The village is poor beyond the comprehension of someone from places they call developed. The village children wore western clothes, shorts and shirts, dirty and faded. The woman wore bright blankets, barefoot with dream catcher ear rings. The higher the status of the woman, the more fancy was the dream catcher hanging from her ear.

Measures of poverty are unseen on a single visit: Health, or ill health, can be measured by poor dentition, but the infant mortality rate is unknown. AIDS has marked Kenya as well, with most Safari vehicles brandishing an AIDS education bumper sticker proudly. The skin of the villagers is dry, scarred, and some of the children had open sores.

The woman collect water in 25 litre plastic barrels and carry these from the water point. This might be a hand pump or a flowing river in season. There is no obvious filtration system, and I did not smell any chlorine or bleach. They boiled the water for tea, but this was winter. What about in summer when you wanted a cold draft of clear water to slake your thirst? There were no fridges, stoves or any other modern electrical appliance we might think we could not live without.

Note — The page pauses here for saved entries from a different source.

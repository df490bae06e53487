//! Label selectors are opaque predicates; this crate only defines their shape.

use std::collections::BTreeMap;

/// Object labels as stored in `ObjectMeta`.
pub type Labels = BTreeMap<String, String>;

pub trait Selector: Send + Sync {
    fn matches(&self, labels: &Labels) -> bool;

    /// True when the selector accepts every label set, letting callers skip evaluation.
    fn is_everything(&self) -> bool {
        false
    }
}

/// Selector that matches everything.
#[derive(Debug, Clone, Copy, Default, PartialEq, Eq)]
pub struct Everything;

impl Selector for Everything {
    fn matches(&self, _labels: &Labels) -> bool {
        true
    }

    fn is_everything(&self) -> bool {
        true
    }
}

impl<F> Selector for F
where
    F: Fn(&Labels) -> bool + Send + Sync,
{
    fn matches(&self, labels: &Labels) -> bool {
        self(labels)
    }
}

/// kube's label selector, covering equality and set-based expressions.
impl Selector for kube::core::Selector {
    fn matches(&self, labels: &Labels) -> bool {
        kube::core::SelectorExt::matches(self, labels)
    }
}
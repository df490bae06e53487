//! Selector-filtered enumeration over an indexer.

use std::sync::Arc;

use kindex_core::{Indexer, IndexerError, Selector, NAMESPACE_ALL, NAMESPACE_INDEX};
use kube::{Resource, ResourceExt};
use tracing::warn;

/// Visit every object whose labels match `selector`.
pub fn list_all<K, S>(indexer: &dyn Indexer<K>, selector: &S, mut visit: impl FnMut(Arc<K>)) -> Result<(), IndexerError>
where
    K: Resource,
    S: Selector + ?Sized,
{
    let items = indexer.list()?;
    if selector.is_everything() {
        items.into_iter().for_each(visit);
        return Ok(());
    }
    for obj in items {
        if selector.matches(obj.labels()) {
            visit(obj);
        }
    }
    Ok(())
}

/// Visit every object in `namespace` whose labels match `selector`.
///
/// [`NAMESPACE_ALL`] lists every namespace. Without a namespace index the
/// whole store is scanned instead.
pub fn list_all_by_namespace<K, S>(
    indexer: &dyn Indexer<K>,
    namespace: &str,
    selector: &S,
    mut visit: impl FnMut(Arc<K>),
) -> Result<(), IndexerError>
where
    K: Resource,
    S: Selector + ?Sized,
{
    if namespace == NAMESPACE_ALL {
        return list_all(indexer, selector, visit);
    }

    let items = match indexer.by_index(NAMESPACE_INDEX, namespace) {
        Ok(items) => items,
        Err(IndexerError::IndexNotFound(index)) => {
            warn!(index = %index, namespace, "cannot list by namespace index; scanning all objects");
            for obj in indexer.list()? {
                if obj.meta().namespace.as_deref().unwrap_or("") == namespace && selector.matches(obj.labels()) {
                    visit(obj);
                }
            }
            return Ok(());
        }
        Err(e) => return Err(e),
    };

    let everything = selector.is_everything();
    for obj in items {
        if everything || selector.matches(obj.labels()) {
            visit(obj);
        }
    }
    Ok(())
}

The Masai moved in to Southern Kenya 300 years ago. They established themselves as successful cattle herders and warriors. Slowly their life was infiltrated by a cancer that included colonisation and then globalisation. They still live in houses that resemble their original dwellings. They still barricade their villages with thorns. They still occasionally kill lions with their bare hands and spears. But even if their children wanted to become great warriors as in the past, it will not be possible. Things have changed so much. If the same children want to dream of becoming anything else it must be to be a city man, dressed in smart clothes with a car and mobile phone. What measures have they left of success, when the old system is dying and the new system is corrupt?

As the young men came home with the cattle, they offered to show us how they drain blood for their blood milk mix. The placed a belt around the cows neck as a tourniquet to bulge the external jugular vein.  One of the men stood back with a bow and arrow and shot from point blank. The arrow bounced off the thick hide. He repeated the shot, over and over, until in the darkness we abandoned the village, sick off the pain in the cow’s eyes and the ineffectual blunt arrow.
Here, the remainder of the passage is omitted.